TL; Ripartizione DR
- Un rapporto di indagine della CNBC afferma che i milionari della generazione Y acquisteranno più criptovalute nel 2022
- L'indagine ha preso in considerazione vari aspetti del mercato
- I Millennials sono diffidenti riguardo agli effetti dell'inflazione
Negli ultimi anni, sempre più persone hanno utilizzato asset digitali per investimenti piuttosto che per pagamenti. Ciò è dovuto principalmente agli ingenti profitti derivanti dal possesso di più asset digitali. Allo stesso modo, i millennial hanno continuato a promuovere l'adozione di questi asset, detenendone una quantità maggiore. Tuttavia, secondo un sondaggio della CNBC, i millennial milionari che detengono la maggior parte delle criptovalute in circolazione prevedono di acquistare più asset entro il 2022.
L'indagine della CNBC ha preso in considerazione vari aspetti del mercato
Il sondaggio della CNBC analizza il sentiment del mercato nei vari settori dell'economia. Il rapporto mostra che i Millennial sono diffidenti nei confronti dell'inflazione, che è l'unico fattore che limita la crescita economica. Un altro rischio in questo senso è la disfunzione del governo statunitense. Inflazione e disfunzione sono risultati in parità in un sondaggio condotto da CNBC, che ha ottenuto il 23% dei voti ciascuno.
Il rapporto del sondaggio della CNBC mostra che oltre l'80% dei millennial milionari possiede una qualche forma di asset digitale. Tuttavia, un'altra parte del rapporto mostra che circa la metà di questa percentuale ha intenzione di acquistare ulteriori asset digitali entro il prossimo anno.
Inoltre, il 6% dei partecipanti ha dichiarato che non acquisterebbe, ma preferirebbe vendere parte del proprio patrimonio in criptovalute. Il rapporto ha inoltre evidenziato che oltre il 50% del gruppo intervistato detiene circa la metà del proprio patrimonio in asset digitali diversificati. Nel frattempo, un partecipante su tre al sondaggio della CNBC ha affermato che circa il 75% del proprio patrimonio è stato investito nell'acquisto di asset digitali.
I Millennials sono diffidenti riguardo agli effetti dell'inflazione
Parlando di inflazione, il rapporto del sondaggio della CNBC afferma che la maggior parte dei millennial intervistati ritiene che l'inflazione sia destinata a durare. Nel frattempo, il 45% dei partecipanti ritiene che le persone debbano preoccuparsi dei suoi effetti.

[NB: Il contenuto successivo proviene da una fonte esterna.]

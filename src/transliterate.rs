//! Folding of accented Latin letters into the storage character set
//!
//! Tables are single-byte ASCII text. Letters from the fold table below are
//! replaced by their unaccented equivalent, keeping case; every other
//! character passes through unchanged. Folding happens on write only.

/// Folds the accented letters of the fold table to plain ASCII.
pub fn transliterate(text: &str) -> String {
    text.chars().map(fold_char).collect()
}

/// Returns true when `text` can be stored byte-for-byte.
pub fn is_storable(text: &str) -> bool {
    text.is_ascii()
}

/// Returns the first character of `text` that cannot be stored, if any.
pub fn first_unstorable(text: &str) -> Option<char> {
    text.chars().find(|c| !c.is_ascii())
}

fn fold_char(c: char) -> char {
    match c {
        'à' | 'â' | 'ã' | 'á' => 'a',
        'À' | 'Â' | 'Ã' | 'Á' => 'A',
        'ç' => 'c',
        'Ç' => 'C',
        'é' | 'ê' => 'e',
        'É' | 'Ê' => 'E',
        'í' => 'i',
        'Í' => 'I',
        'ó' | 'õ' | 'ô' => 'o',
        'Ó' | 'Õ' | 'Ô' => 'O',
        'ú' | 'ü' => 'u',
        'Ú' | 'Ü' => 'U',
        other => other,
    }
}
//! Record store error types
//!
//! Error codes:
//! - TXT_IO_ERROR
//! - TXT_ENCODING_ERROR
//! - TXT_RECORD_WIDTH
//! - TXT_ROW_OUT_OF_RANGE
//! - TXT_WRITE_PAST_END
//! - TXT_DETACHED
//! - TXT_DATA_CORRUPTION (fatal)
//! - codec and schema codes are passed through

use std::io;
use std::path::{Path, PathBuf};

use thiserror::Error;

use crate::codec::CodecError;
use crate::schema::SchemaError;

/// Result type for store operations
pub type StoreResult<T> = Result<T, StoreError>;

/// Errors raised by the record store
#[derive(Debug, Error)]
pub enum StoreError {
    #[error(transparent)]
    Codec(#[from] CodecError),

    #[error(transparent)]
    Schema(#[from] SchemaError),

    /// Disk I/O failure
    #[error("I/O error on {}: {message}", path.display())]
    Io {
        path: PathBuf,
        message: String,
        #[source]
        source: io::Error,
    },

    /// Text still outside the storage character set after transliteration
    #[error("character {character:?} cannot be stored in {}", path.display())]
    Encoding { path: PathBuf, character: char },

    /// A raw record whose length does not match the schema
    #[error("record is {actual} bytes wide, schema requires {expected}")]
    RecordWidth { expected: usize, actual: usize },

    /// Update addressed to a row that does not exist
    #[error("row {index} out of range (table has {line_count} rows)")]
    RowOutOfRange { index: usize, line_count: usize },

    /// In-place write that would run past the end of the file
    #[error(
        "write of {len} bytes at offset {cursor} runs past the end of {} ({file_len} bytes)",
        path.display()
    )]
    WritePastEnd {
        path: PathBuf,
        cursor: u64,
        len: usize,
        file_len: u64,
    },

    /// Bound entity whose store has been dropped
    #[error("entity is bound to row {index} of a store that no longer exists")]
    Detached { index: usize },

    /// Stored bytes that are not a valid record
    #[error("corrupt record at row {row} of {}: {reason}", path.display())]
    Corrupt {
        path: PathBuf,
        row: usize,
        reason: String,
    },
}

impl StoreError {
    pub(crate) fn io(path: &Path, message: impl Into<String>, source: io::Error) -> Self {
        StoreError::Io {
            path: path.to_path_buf(),
            message: message.into(),
            source,
        }
    }

    pub(crate) fn corrupt(path: &Path, row: usize, reason: impl Into<String>) -> Self {
        StoreError::Corrupt {
            path: path.to_path_buf(),
            row,
            reason: reason.into(),
        }
    }

    /// Returns the stable error code
    pub fn code(&self) -> &'static str {
        match self {
            StoreError::Codec(e) => e.code(),
            StoreError::Schema(e) => e.code(),
            StoreError::Io { .. } => "TXT_IO_ERROR",
            StoreError::Encoding { .. } => "TXT_ENCODING_ERROR",
            StoreError::RecordWidth { .. } => "TXT_RECORD_WIDTH",
            StoreError::RowOutOfRange { .. } => "TXT_ROW_OUT_OF_RANGE",
            StoreError::WritePastEnd { .. } => "TXT_WRITE_PAST_END",
            StoreError::Detached { .. } => "TXT_DETACHED",
            StoreError::Corrupt { .. } => "TXT_DATA_CORRUPTION",
        }
    }

    /// Corruption means the file no longer matches its schema
    pub fn is_fatal(&self) -> bool {
        matches!(self, StoreError::Corrupt { .. })
    }
}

Tuttavia, circa il 59% del gruppo intervistato ha affermato di credere che la Fed abbia le carte in regola per sconfiggere l'inflazione.
Il rapporto ha anche rilevato che i milionari percepiscono l'imminente inflazione in modo molto diverso rispetto al trader medio. Secondo una dichiarazione del direttore della CNBC, mentre i milionari sono preoccupati per l'inflazione che potrebbe influenzare i loro investimenti, i trader medi sono scettici sull'aumento del prezzo di beni e servizi.

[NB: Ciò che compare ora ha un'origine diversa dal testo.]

//! Structured JSON logger
//!
//! - One log line = one JSON object
//! - `event` first, `severity` second, remaining keys sorted
//! - Synchronous, no buffering
//! - Lines below the process-wide minimum severity are dropped

#[cfg(test)]
use std::cell::RefCell;
use std::fmt;
use std::io::{self, Write};
use std::sync::atomic::{AtomicU8, Ordering};

use serde_json::Value;

/// Log severity levels
#[derive(Debug, Clone, Copy, PartialEq, Eq, PartialOrd, Ord)]
pub enum Severity {
    /// Per-action detail
    Trace = 0,
    /// Normal operations
    Info = 1,
    /// Recoverable issues
    Warn = 2,
    /// Operation failures
    Error = 3,
}

impl Severity {
    /// Returns the string representation
    pub fn as_str(&self) -> &'static str {
        match self {
            Severity::Trace => "TRACE",
            Severity::Info => "INFO",
            Severity::Warn => "WARN",
            Severity::Error => "ERROR",
        }
    }

    fn from_u8(raw: u8) -> Self {
        match raw {
            0 => Severity::Trace,
            1 => Severity::Info,
            2 => Severity::Warn,
            _ => Severity::Error,
        }
    }
}

impl fmt::Display for Severity {
    fn fmt(&self, f: &mut fmt::Formatter<'_>) -> fmt::Result {
        write!(f, "{}", self.as_str())
    }
}

static MIN_SEVERITY: AtomicU8 = AtomicU8::new(Severity::Warn as u8);

#[cfg(test)]
thread_local! {
    static CAPTURED: RefCell<Option<Vec<u8>>> = RefCell::new(None);
}

/// A structured logger that writes JSON lines to stderr
pub struct Logger;

impl Logger {
    /// Sets the lowest severity that is emitted
    pub fn set_min_severity(severity: Severity) {
        MIN_SEVERITY.store(severity as u8, Ordering::Relaxed);
    }

    /// Returns the lowest severity that is emitted
    pub fn min_severity() -> Severity {
        Severity::from_u8(MIN_SEVERITY.load(Ordering::Relaxed))
    }

    pub fn enabled(severity: Severity) -> bool {
        severity >= Self::min_severity()
    }

    /// Log an event with the given severity and fields
    pub fn log(severity: Severity, event: &str, fields: &[(&str, &str)]) {
        #[cfg(test)]
        {
            let captured = CAPTURED.with(|c| {
                c.borrow_mut()
                    .as_mut()
                    .map(|buf| Self::log_to_writer(severity, event, fields, buf))
                    .is_some()
            });
            if captured {
                return;
            }
        }

        if !Self::enabled(severity) {
            return;
        }
        Self::log_to_writer(severity, event, fields, &mut io::stderr());
    }

    fn log_to_writer<W: Write>(
        severity: Severity,
        event: &str,
        fields: &[(&str, &str)],
        writer: &mut W,
    ) {
        let mut output = String::with_capacity(128);
        output.push('{');
        push_pair(&mut output, "event", event);
        output.push(',');
        push_pair(&mut output, "severity", severity.as_str());

        let mut sorted_fields: Vec<_> = fields.iter().collect();
        sorted_fields.sort_by_key(|(k, _)| *k);

        for (key, value) in sorted_fields {
            output.push(',');
            push_pair(&mut output, key, value);
        }

        output.push_str("}\n");

        // One write per line
        let _ = writer.write_all(output.as_bytes());
        let _ = writer.flush();
    }

    /// Log at TRACE level
    pub fn trace(event: &str, fields: &[(&str, &str)]) {
        Self::log(Severity::Trace, event, fields);
    }

    /// Log at INFO level
    pub fn info(event: &str, fields: &[(&str, &str)]) {
        Self::log(Severity::Info, event, fields);
    }

    /// Log at WARN level
    pub fn warn(event: &str, fields: &[(&str, &str)]) {
        Self::log(Severity::Warn, event, fields);
    }

    /// Log at ERROR level
    pub fn error(event: &str, fields: &[(&str, &str)]) {
        Self::log(Severity::Error, event, fields);
    }
}

fn push_pair(output: &mut String, key: &str, value: &str) {
    output.push_str(&Value::from(key).to_string());
    output.push(':');
    output.push_str(&Value::from(value).to_string());
}

/// Runs `f` with every log line on this thread captured, regardless of
/// the minimum severity
#[cfg(test)]
pub(crate) fn capture_logs(f: impl FnOnce()) -> String {
    CAPTURED.with(|c| *c.borrow_mut() = Some(Vec::new()));
    f();
    let buffer = CAPTURED.with(|c| c.borrow_mut().take()).unwrap_or_default();
    String::from_utf8(buffer).unwrap()
}

/// Capture logs to a buffer for testing
#[cfg(test)]
pub fn capture_log(severity: Severity, event: &str, fields: &[(&str, &str)]) -> String {
    let mut buffer = Vec::new();
    Logger::log_to_writer(severity, event, fields, &mut buffer);
    String::from_utf8(buffer).unwrap()
}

Il rapporto afferma inoltre che il numero di milionari interessati a entrare nel mercato delle criptovalute è leggermente aumentato. In un precedente sondaggio della CNBC, il numero di millennial disposti a entrare nel mercato delle criptovalute era di circa il 50%, mentre ora è salito al 53%. Il rapporto afferma inoltre che i milionari più anziani tendono a evitare di investire in asset digitali, facendolo apparire come una prerogativa dei millennial.